On 22/10/20 1:08 pm, Lee Nelson wrote:
> The same sort of thing happened to me with me PCI cards, but it was
> another edge case.  I had two identical 2-port NIC's representing
> em0-em3. The card with em0 and em1 died and brought the syste down with
> a kernel panic.  Upon rebooting the card that had been em2 and em3 was
> now em0 and em1.  The server could have still functioned on half the
> ports but now the configuration was wrong for the surviving ports so the
> server was unreachable.

Yeah, the thing that's in PCI's favour is that it all gets power at the
same time, whereas in USB, the bus gets powered up one hub at a time as
each downstream hub is detected in the tree and powered up.
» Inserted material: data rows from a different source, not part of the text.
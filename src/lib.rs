//! Primordial soup of two-head tape programs.
//!
//! A fixed 2D population of short byte programs evolves by repeatedly
//! pairing spatial neighbors, executing each pair as one concatenated
//! tape, mutating the result, and writing it back. No fitness function is
//! involved; the interesting question is whether self-replicating
//! structure emerges on its own, which the entropy/compressibility
//! metrics are there to detect.
//!
//! The `tracer` variant runs the same system over 64-bit provenance
//! tokens so every live byte can be traced back to the program cell and
//! epoch that created it.

pub mod config;
pub mod emulator;
pub mod error;
pub mod grid;
pub mod metrics;
pub mod mutate;
pub mod simulation;
pub mod tracer;

pub use config::Config;
pub use emulator::{execute, ExecOutcome, ExecState};
pub use error::SoupError;
pub use grid::{create_spatial_pairs, Grid, PairEntry, TokenCell, TokenGrid};
pub use metrics::{complexity_estimate, higher_order_entropy, instruction_fraction, shannon_entropy};
pub use mutate::{mutate_program, mutate_tokens, random_program};
pub use simulation::{EpochStats, Simulation, SimulationParams, TracerSimulation};
pub use tracer::{execute_traced, program_bytes, stamp_program, Token, TracedOutcome};
//! Deterministic scripted provider used by tests and by `conductor serve`
//! until a real model-backed provider is wired in.

use std::sync::Mutex;

use async_trait::async_trait;

use super::provider::{AgentError, AgentProvider, InvokeRequest, InvokeResponse, StopReason};

pub struct FakeAgentProvider {
    scripted: Mutex<Vec<InvokeResponse>>,
    /// When set, replayed forever once `scripted` runs dry instead of erroring.
    repeat: Option<InvokeResponse>,
}

impl FakeAgentProvider {
    pub fn new(scripted: Vec<InvokeResponse>) -> Self {
        Self {
            scripted: Mutex::new(scripted),
            repeat: None,
        }
    }

    pub fn single_response(content: &str) -> Self {
        Self::new(vec![response(content)])
    }

    /// Returns the same response to every invocation, used by `cmd::serve`
    /// to stand in for a real provider until one is wired in.
    pub fn repeating(content: &str) -> Self {
        Self {
            scripted: Mutex::new(Vec::new()),
            repeat: Some(response(content)),
        }
    }
}

fn response(content: &str) -> InvokeResponse {
    InvokeResponse {
        content: content.to_string(),
        tokens_input: 10,
        tokens_output: 10,
        stop_reason: StopReason::EndTurn,
        duration_ms: 1,
        tool_calls: Vec::new(),
    }
}

#[async_trait]
impl AgentProvider for FakeAgentProvider {
    async fn invoke(&self, _request: InvokeRequest) -> Result<InvokeResponse, AgentError> {
        let mut scripted = self.scripted.lock().unwrap();
        if !scripted.is_empty() {
            return Ok(scripted.remove(0));
        }
        if let Some(repeat) = &self.repeat {
            return Ok(repeat.clone());
        }
        Err(AgentError::AgentError("fake provider script exhausted".to_string()))
    }
}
Also the PCI bus is synchronised to a common clock, whereas USB is
entirely asynchronous.  Thus it's a lot easier to enforce some sort of
order in PCI than USB.

> And Theo's hint was spot on.  I'm experimenting with arm64 on an RPI 4.
> Stability is not one of my expectations.  This is the normally standby
> half of the fw pair of my home network.  Even if it bursts into flames,
> it will still be a learning experience.
Yes well, it was in the back of my mind that this might be some sort of
interface-challenged device.  PCIe devices _can_ be connected to a
Raspberry Pi 4, but it's a rather hap-hazard process that's not
recommended unless you _really_ like re-working high-speed data links on
printed circuit boards.

Closest you get on a 'Pi is maybe some of the SPI Ethernet ICs that you
might be able to hook to the GPIO header, but then you'd have to hack
the OpenBSD kernel to support it, and it won't support gigabit speeds.

A standard x86 machine and a multi-port network card is looking pretty
good at this point.
-- 
Stuart Longland (aka Redhatter, VK4MSL)

I haven't lost my mind...
  ...it's backed up on a tape somewhere.